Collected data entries

════════════════

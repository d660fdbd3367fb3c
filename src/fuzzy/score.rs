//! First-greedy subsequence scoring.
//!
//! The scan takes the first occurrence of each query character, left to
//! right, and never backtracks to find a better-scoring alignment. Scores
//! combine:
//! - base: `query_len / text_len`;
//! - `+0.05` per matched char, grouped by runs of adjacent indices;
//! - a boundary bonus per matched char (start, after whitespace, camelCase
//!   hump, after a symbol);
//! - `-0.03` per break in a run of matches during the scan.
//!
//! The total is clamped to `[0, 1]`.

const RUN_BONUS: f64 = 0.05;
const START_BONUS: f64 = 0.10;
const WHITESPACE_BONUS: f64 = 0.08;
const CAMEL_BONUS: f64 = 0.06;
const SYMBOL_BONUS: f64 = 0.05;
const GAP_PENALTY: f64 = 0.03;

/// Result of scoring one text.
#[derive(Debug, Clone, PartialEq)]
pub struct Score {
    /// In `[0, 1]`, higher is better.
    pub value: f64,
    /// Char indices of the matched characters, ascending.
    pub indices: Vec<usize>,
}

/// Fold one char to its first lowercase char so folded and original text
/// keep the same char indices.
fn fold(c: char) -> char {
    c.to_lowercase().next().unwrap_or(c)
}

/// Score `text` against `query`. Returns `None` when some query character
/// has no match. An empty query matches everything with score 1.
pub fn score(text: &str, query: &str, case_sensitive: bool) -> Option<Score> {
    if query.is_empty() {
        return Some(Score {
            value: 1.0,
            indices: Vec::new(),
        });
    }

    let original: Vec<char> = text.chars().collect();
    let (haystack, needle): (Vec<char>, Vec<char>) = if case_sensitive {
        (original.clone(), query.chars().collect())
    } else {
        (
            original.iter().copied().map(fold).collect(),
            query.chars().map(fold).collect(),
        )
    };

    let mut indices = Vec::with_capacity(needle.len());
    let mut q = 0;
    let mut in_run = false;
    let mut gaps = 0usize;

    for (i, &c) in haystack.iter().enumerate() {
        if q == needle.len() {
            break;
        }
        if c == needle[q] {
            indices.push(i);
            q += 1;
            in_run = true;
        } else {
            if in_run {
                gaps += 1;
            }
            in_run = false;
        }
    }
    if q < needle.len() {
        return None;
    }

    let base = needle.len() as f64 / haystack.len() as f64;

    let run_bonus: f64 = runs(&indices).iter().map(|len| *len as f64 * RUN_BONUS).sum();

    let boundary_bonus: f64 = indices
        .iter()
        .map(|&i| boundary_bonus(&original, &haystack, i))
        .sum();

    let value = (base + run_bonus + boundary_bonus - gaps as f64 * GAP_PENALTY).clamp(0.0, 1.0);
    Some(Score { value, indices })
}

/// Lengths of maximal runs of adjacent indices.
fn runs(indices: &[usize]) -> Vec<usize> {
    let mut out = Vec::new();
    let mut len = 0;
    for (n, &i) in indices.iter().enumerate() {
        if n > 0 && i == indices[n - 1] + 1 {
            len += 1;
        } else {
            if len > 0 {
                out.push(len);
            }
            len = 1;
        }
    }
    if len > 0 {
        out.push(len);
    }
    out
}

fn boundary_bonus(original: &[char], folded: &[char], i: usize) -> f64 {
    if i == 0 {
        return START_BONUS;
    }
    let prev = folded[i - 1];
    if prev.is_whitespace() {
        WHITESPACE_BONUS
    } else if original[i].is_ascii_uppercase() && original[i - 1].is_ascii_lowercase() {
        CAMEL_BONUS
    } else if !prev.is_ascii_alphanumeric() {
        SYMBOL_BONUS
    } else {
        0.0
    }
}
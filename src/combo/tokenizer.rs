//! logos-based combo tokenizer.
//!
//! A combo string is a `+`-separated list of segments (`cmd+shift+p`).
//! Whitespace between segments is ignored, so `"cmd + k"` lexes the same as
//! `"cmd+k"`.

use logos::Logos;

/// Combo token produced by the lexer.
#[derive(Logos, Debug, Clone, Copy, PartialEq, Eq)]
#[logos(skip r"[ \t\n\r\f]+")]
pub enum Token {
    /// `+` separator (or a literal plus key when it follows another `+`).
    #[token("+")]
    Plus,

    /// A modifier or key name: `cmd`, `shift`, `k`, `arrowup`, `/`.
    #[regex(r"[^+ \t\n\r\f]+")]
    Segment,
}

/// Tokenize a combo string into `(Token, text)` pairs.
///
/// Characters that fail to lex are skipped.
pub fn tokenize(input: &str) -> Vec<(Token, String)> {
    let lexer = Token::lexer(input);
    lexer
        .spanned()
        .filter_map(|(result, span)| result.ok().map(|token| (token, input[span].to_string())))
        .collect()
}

════════════════

TASK ITEM:
A full, exact copy of the entries is the required answer.

EXPECTED ANSWER:
repository d660fdbd3367fb3c
filename src/fuzzy/score.rs
//! First-greedy subsequence scoring.
//!
//! The scan takes the first occurrence of each query character, left to
//! right, and never backtracks to find a better-scoring alignment. Scores
//! combine:
//! - base: `query_len / text_len`;
//! - `+0.05` per matched char, grouped by runs of adjacent indices;
//! - a boundary bonus per matched char (start, after whitespace, camelCase
//!   hump, after a symbol);
//! - `-0.03` per break in a run of matches during the scan.
//!
//! The total is clamped to `[0, 1]`.

const RUN_BONUS: f64 = 0.05;
const START_BONUS: f64 = 0.10;
const WHITESPACE_BONUS: f64 = 0.08;
const CAMEL_BONUS: f64 = 0.06;
const SYMBOL_BONUS: f64 = 0.05;
const GAP_PENALTY: f64 = 0.03;

/// Result of scoring one text.
#[derive(Debug, Clone, PartialEq)]
pub struct Score {
    /// In `[0, 1]`, higher is better.
    pub value: f64,
    /// Char indices of the matched characters, ascending.
    pub indices: Vec<usize>,
}

/// Fold one char to its first lowercase char so folded and original text
/// keep the same char indices.
fn fold(c: char) -> char {
    c.to_lowercase().next().unwrap_or(c)
}

/// Score `text` against `query`. Returns `None` when some query character
/// has no match. An empty query matches everything with score 1.
pub fn score(text: &str, query: &str, case_sensitive: bool) -> Option<Score> {
    if query.is_empty() {
        return Some(Score {
            value: 1.0,
            indices: Vec::new(),
        });
    }

    let original: Vec<char> = text.chars().collect();
    let (haystack, needle): (Vec<char>, Vec<char>) = if case_sensitive {
        (original.clone(), query.chars().collect())
    } else {
        (
            original.iter().copied().map(fold).collect(),
            query.chars().map(fold).collect(),
        )
    };

    let mut indices = Vec::with_capacity(needle.len());
    let mut q = 0;
    let mut in_run = false;
    let mut gaps = 0usize;

    for (i, &c) in haystack.iter().enumerate() {
        if q == needle.len() {
            break;
        }
        if c == needle[q] {
            indices.push(i);
            q += 1;
            in_run = true;
        } else {
            if in_run {
                gaps += 1;
            }
            in_run = false;
        }
    }
    if q < needle.len() {
        return None;
    }

    let base = needle.len() as f64 / haystack.len() as f64;

    let run_bonus: f64 = runs(&indices).iter().map(|len| *len as f64 * RUN_BONUS).sum();

    let boundary_bonus: f64 = indices
        .iter()
        .map(|&i| boundary_bonus(&original, &haystack, i))
        .sum();

    let value = (base + run_bonus + boundary_bonus - gaps as f64 * GAP_PENALTY).clamp(0.0, 1.0);
    Some(Score { value, indices })
}

/// Lengths of maximal runs of adjacent indices.
fn runs(indices: &[usize]) -> Vec<usize> {
    let mut out = Vec::new();
    let mut len = 0;
    for (n, &i) in indices.iter().enumerate() {
        if n > 0 && i == indices[n - 1] + 1 {
            len += 1;
        } else {
            if len > 0 {
                out.push(len);
            }
            len = 1;
        }
    }
    if len > 0 {
        out.push(len);
    }
    out
}

fn boundary_bonus(original: &[char], folded: &[char], i: usize) -> f64 {
    if i == 0 {
        return START_BONUS;
    }
    let prev = folded[i - 1];
    if prev.is_whitespace() {
        WHITESPACE_BONUS
    } else if original[i].is_ascii_uppercase() && original[i - 1].is_ascii_lowercase() {
        CAMEL_BONUS
    } else if !prev.is_ascii_alphanumeric() {
        SYMBOL_BONUS
    } else {
        0.0
    }
}
filename src/combo/tokenizer.rs
//! logos-based combo tokenizer.
//!
//! A combo string is a `+`-separated list of segments (`cmd+shift+p`).
//! Whitespace between segments is ignored, so `"cmd + k"` lexes the same as
//! `"cmd+k"`.

use logos::Logos;

/// Combo token produced by the lexer.
#[derive(Logos, Debug, Clone, Copy, PartialEq, Eq)]
#[logos(skip r"[ \t\n\r\f]+")]
pub enum Token {
    /// `+` separator (or a literal plus key when it follows another `+`).
    #[token("+")]
    Plus,

    /// A modifier or key name: `cmd`, `shift`, `k`, `arrowup`, `/`.
    #[regex(r"[^+ \t\n\r\f]+")]
    Segment,
}

/// Tokenize a combo string into `(Token, text)` pairs.
///
/// Characters that fail to lex are skipped.
pub fn tokenize(input: &str) -> Vec<(Token, String)> {
    let lexer = Token::lexer(input);
    lexer
        .spanned()
        .filter_map(|(result, span)| result.ok().map(|token| (token, input[span].to_string())))
        .collect()
}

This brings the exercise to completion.